Web Resources for CS7670 (Computer Systems Seminar)

Instructor: Gene Cooperman
Fall, 2024
PLACE:  435 Ryder Hall
HOURS: Tuesday and Friday, 3:25 pm - 5:05 pm

Course Syllabus

Please see the separate syllabus document on this web site.

How To Do Research (and the course wiki, and topic-sentences.py)

There is a directory with a series of short essays on how to do research, and how to read and write technical papers. Please read that section thoroughly.

Course Wiki: The Wiki home page is here, for the course. (Restricted to CS 7670 students, only: Use Khoury credentials).

I have now improved topic-sentences.py. (Click on the link to the script, and copy-paste into your local file.)
It works reasonably when inputing a markdown or latex file, and outputing html, pdf, and even plain text or markdown or latex (topic sentences only). But this Python script is still a work in progress. Feel free to report any bugs that you see.

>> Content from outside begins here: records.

use super::index::CatalogIndex;
use super::source::CatalogClient;
use super::types::CourseHit;
use crate::index::{EngineFuture, IndexEngine, SubjectFilter};
use crate::term::{Term, TermBounds};

use anyhow::Context;

pub struct CatalogEngine {
    client: CatalogClient,
    bounds: TermBounds,
}

impl CatalogEngine {
    pub fn new(client: CatalogClient, bounds: TermBounds) -> Self {
        Self { client, bounds }
    }
}

impl IndexEngine for CatalogEngine {
    type Index = CatalogIndex;
    type Hit = CourseHit;

    fn discover(&self) -> EngineFuture<'_, Vec<Term>> {
        Box::pin(async move {
            let raw_terms = self
                .client
                .fetch_terms()
                .await
                .context("discovering catalog terms")?;

            let mut terms = Vec::with_capacity(raw_terms.len());
            for raw in raw_terms {
                match Term::parse(raw.year, &raw.semester, &self.bounds) {
                    Ok(term) => terms.push(term),
                    Err(e) => tracing::warn!("Skipping catalog term {} {}: {}", raw.year, raw.semester, e),
                }
            }
            terms.sort();
            terms.dedup();
            Ok(terms)
        })
    }

    fn build<'a>(
        &'a self,
        term: Term,
        allowed_subjects: Option<&'a SubjectFilter>,
    ) -> EngineFuture<'a, Self::Index> {
        Box::pin(async move {
            let courses = self
                .client
                .fetch_courses(term)
                .await
                .with_context(|| format!("loading courses for {}", term))?;

            let index = CatalogIndex::build(courses, allowed_subjects);
            if index.is_empty() {
                anyhow::bail!("no courses found for {}", term);
            }

            tracing::info!(
                "Indexed {} course(s) / {} token(s) for {}",
                index.len(),
                index.token_count(),
                term
            );
            Ok(index)
        })
    }

    fn search<'a>(
        &'a self,
        index: &'a Self::Index,
        query: &'a str,
        threshold: f32,
        allowed_subjects: Option<&'a SubjectFilter>,
    ) -> EngineFuture<'a, Vec<Self::Hit>> {
        Box::pin(async move { Ok(index.search(query, threshold, allowed_subjects)) })
    }
}
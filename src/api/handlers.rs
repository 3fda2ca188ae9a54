use super::types::*;
use crate::error::{ServiceError, ValidationError};
use crate::index::IndexEngine;
use crate::orchestrator::{HealthReport, Orchestrator, RefreshAccepted, SearchQuery};

use axum::{http::StatusCode, Extension, Json};
use std::sync::Arc;

type ApiError = (StatusCode, Json<ErrorResponse>);

fn api_error(status: StatusCode, detail: String) -> ApiError {
    (status, Json(ErrorResponse { detail }))
}

fn validation_error(e: ValidationError) -> ApiError {
    tracing::debug!("Rejected request: {}", e);
    api_error(StatusCode::BAD_REQUEST, e.to_string())
}

fn service_error(e: ServiceError) -> ApiError {
    let status = e.status_code();
    if status.is_server_error() {
        tracing::warn!("Search unavailable ({}): {}", status, e);
    } else {
        tracing::debug!("Rejected search: {}", e);
    }
    api_error(status, e.to_string())
}

pub async fn handle_health<E: IndexEngine>(
    Extension(orchestrator): Extension<Arc<Orchestrator<E>>>,
) -> Json<HealthReport> {
    Json(orchestrator.health_status())
}

/// Queues a rebuild and returns immediately. Progress is visible on `/health`.
pub async fn handle_refresh<E: IndexEngine>(
    Extension(orchestrator): Extension<Arc<Orchestrator<E>>>,
    Json(req): Json<RefreshRequest>,
) -> Result<(StatusCode, Json<RefreshAccepted>), ApiError> {
    let accepted = orchestrator
        .refresh_async(req.year, &req.semester, req.allowed_subjects)
        .map_err(validation_error)?;

    Ok((StatusCode::ACCEPTED, Json(accepted)))
}

pub async fn handle_search<E: IndexEngine>(
    Extension(orchestrator): Extension<Arc<Orchestrator<E>>>,
    Json(req): Json<SearchRequest>,
) -> Result<Json<SearchResponse<E::Hit>>, ApiError> {
    let query = SearchQuery {
        query: req.query.clone(),
        threshold: req.threshold,
        year: req.year,
        semester: req.semester,
        allowed_subjects: req.allowed_subjects,
    };

    let outcome = orchestrator.search(query).await.map_err(service_error)?;

    Ok(Json(SearchResponse {
        query: req.query,
        threshold: req.threshold,
        count: outcome.hits.len(),
        year: outcome.term.year(),
        semester: outcome.term.semester(),
        allowed_subjects: outcome.entry.allowed_subjects().cloned(),
        last_refreshed: outcome.entry.last_refreshed(),
        results: outcome.hits,
    }))
}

The topic-sentences.py program will extract the first sentences of each paragraph, so that it's easy to read any document, to see if it flows globally. A typical usage might be:
    # Download your favorite paper from arxiv.org, using "TeX Source" file (.tar.gz), and then untar it, and run on main.tex:
     python3 topic-sentences.py /tmp/gene/arxiv/main.tex --html
which results in:
     The file /tmp/gene/arxiv/main-summary.html was written.

Course Vision

In 2024, the research topics will center around code LLMs. However, the course will also accommodate a variety of other tracks in computer systems, not necessarily related to LLMs.

The largest (and probably most popular) track will be LLMs. Code LLMs are a sub-field which is only just now emerging. A central question of this track is:

How can LLMs help us to debug?
Other related questions are:
  1. How can LLMs engage in a multi-stage dialog of "human and machine", investigating a bug?
  2. How can LLMs help us generate unit tests?
  3. To what extent can LLMs generate code from specifications?
  4. Since LLMs often create bugs when they generate code, how can one use a dialog to help LLMs to fix its own bugs?
  5. To what extent can LLMs reason about code logic, since LLMs are notoriously bad in mathematical reasoning?
If you are looking to gain an understanding of how LLMs can help in debugging, I strongly recommend reading the paper:
ChatDBG: An AI-Powered Debugging Assistant
(and note the ChatDBG github repo, which is open source)
As befits the infancy of this emerging field of code LLMs, this paper appeared only in March, 2024 (only 6 months before this course).

In this jewel of a paper, ChatDBG is applied to "bugs in a collection of student labs from two introductory computer science courses" largely emphasizing small programs written in scripting languages. The authors note: "For the Python programs, a single query led to an actionable bug fix 67% of the time; one additional follow-up query increased the success rate to 85%."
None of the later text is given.